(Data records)
• • •

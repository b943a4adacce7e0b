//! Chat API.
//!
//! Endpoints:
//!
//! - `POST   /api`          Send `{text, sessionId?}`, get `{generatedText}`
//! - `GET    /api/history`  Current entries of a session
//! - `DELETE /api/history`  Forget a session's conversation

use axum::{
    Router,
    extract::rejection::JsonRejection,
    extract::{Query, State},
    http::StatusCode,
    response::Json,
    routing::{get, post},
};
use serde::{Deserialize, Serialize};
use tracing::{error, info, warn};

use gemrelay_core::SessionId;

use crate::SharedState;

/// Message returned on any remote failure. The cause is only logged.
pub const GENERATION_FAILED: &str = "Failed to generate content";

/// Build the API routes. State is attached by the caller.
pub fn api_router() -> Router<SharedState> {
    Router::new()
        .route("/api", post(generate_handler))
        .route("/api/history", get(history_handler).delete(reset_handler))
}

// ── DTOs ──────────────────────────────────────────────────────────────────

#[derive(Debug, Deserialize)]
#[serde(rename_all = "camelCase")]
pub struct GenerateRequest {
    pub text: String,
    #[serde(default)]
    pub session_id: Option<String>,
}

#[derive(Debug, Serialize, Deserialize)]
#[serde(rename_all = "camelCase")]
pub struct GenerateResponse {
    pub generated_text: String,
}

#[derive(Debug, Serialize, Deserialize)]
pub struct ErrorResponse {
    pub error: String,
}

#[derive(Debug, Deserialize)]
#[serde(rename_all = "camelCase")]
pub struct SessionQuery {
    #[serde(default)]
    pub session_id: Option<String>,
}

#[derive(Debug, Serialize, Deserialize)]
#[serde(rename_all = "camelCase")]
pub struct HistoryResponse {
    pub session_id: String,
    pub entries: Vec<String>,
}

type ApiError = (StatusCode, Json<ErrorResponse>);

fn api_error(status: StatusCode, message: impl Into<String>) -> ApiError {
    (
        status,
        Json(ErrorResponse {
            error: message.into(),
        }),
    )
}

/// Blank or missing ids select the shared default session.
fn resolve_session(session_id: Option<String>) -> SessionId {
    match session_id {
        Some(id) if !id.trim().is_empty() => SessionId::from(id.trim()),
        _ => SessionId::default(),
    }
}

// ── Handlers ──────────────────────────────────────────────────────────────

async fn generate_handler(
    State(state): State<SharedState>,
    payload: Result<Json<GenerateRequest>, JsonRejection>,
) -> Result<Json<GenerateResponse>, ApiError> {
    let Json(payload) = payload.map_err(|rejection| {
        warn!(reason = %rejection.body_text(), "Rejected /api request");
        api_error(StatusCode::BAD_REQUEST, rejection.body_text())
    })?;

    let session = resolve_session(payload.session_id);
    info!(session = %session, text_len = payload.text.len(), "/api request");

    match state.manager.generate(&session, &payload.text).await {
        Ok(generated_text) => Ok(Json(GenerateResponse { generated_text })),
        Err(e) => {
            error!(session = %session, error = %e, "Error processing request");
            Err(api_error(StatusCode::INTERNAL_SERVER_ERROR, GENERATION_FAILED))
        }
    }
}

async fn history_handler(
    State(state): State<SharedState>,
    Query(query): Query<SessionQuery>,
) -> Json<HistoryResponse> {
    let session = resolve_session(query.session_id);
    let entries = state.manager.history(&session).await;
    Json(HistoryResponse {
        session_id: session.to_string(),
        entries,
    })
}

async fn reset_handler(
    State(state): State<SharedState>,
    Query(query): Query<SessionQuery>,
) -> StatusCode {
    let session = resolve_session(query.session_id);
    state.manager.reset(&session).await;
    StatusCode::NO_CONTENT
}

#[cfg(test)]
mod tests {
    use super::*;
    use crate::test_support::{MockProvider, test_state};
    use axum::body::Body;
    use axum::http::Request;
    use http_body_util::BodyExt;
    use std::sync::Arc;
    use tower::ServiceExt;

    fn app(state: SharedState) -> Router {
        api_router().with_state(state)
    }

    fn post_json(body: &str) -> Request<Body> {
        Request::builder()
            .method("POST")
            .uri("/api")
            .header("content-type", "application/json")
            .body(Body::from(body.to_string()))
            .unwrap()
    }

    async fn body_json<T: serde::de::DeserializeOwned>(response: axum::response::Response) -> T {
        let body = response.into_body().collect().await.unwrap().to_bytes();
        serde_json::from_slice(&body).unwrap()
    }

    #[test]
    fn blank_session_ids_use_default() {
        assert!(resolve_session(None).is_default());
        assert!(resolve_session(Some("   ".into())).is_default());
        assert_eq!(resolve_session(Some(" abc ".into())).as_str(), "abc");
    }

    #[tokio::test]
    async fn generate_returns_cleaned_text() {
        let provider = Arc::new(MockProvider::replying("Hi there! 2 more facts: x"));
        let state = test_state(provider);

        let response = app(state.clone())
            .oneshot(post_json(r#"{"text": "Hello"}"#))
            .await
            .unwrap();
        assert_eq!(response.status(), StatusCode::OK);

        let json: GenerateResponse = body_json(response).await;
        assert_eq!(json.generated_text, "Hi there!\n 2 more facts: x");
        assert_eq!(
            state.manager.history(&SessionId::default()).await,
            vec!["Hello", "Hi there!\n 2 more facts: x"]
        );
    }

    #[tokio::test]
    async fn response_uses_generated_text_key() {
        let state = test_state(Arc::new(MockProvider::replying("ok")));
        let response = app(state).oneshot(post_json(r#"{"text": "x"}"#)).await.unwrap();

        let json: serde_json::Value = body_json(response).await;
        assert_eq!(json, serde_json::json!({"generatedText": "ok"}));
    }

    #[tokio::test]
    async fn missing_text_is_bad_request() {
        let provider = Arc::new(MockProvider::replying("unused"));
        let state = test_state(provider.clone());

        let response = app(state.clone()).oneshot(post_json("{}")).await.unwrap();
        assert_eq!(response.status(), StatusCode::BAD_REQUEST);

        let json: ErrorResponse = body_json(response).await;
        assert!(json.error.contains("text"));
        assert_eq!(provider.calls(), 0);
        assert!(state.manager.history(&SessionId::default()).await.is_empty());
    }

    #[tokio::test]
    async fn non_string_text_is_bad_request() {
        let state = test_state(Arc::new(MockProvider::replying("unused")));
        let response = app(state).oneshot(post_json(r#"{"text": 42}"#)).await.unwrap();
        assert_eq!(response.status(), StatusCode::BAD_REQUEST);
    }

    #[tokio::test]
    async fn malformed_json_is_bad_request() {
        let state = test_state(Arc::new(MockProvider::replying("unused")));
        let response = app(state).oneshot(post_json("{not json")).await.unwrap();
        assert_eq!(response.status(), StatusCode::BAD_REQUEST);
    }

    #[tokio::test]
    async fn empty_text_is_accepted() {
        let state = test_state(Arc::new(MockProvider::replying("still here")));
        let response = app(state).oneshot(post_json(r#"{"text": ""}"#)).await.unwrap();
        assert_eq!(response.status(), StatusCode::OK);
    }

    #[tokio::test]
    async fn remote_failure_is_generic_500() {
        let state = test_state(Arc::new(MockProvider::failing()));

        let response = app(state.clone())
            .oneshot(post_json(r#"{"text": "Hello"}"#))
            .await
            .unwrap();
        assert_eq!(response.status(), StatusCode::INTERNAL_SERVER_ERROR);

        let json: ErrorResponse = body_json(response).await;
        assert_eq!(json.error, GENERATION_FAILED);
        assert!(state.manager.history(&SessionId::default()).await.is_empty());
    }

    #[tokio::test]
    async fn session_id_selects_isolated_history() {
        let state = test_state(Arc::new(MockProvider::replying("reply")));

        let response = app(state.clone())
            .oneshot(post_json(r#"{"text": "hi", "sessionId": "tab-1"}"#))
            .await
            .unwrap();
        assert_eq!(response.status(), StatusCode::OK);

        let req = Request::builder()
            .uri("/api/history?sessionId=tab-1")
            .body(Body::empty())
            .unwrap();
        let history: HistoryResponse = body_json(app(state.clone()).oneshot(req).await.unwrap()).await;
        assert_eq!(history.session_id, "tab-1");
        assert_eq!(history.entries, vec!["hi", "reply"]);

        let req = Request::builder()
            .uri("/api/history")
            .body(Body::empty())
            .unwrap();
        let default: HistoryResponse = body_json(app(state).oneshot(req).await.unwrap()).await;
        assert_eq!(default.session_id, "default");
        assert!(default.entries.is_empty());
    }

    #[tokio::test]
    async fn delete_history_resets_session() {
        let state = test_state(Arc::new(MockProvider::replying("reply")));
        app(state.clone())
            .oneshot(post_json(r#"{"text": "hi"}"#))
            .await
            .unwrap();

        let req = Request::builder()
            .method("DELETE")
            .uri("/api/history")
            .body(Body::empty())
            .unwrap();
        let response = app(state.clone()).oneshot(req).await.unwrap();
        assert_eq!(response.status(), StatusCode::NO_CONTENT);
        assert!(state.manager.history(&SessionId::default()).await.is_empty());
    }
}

• • •

**WHAT YOU WILL DO:**
In the data above, copy every line where the string "GenerateRequest" appears.

**TASK OUTPUT:**
pub struct GenerateRequest {
    payload: Result<Json<GenerateRequest>, JsonRejection>,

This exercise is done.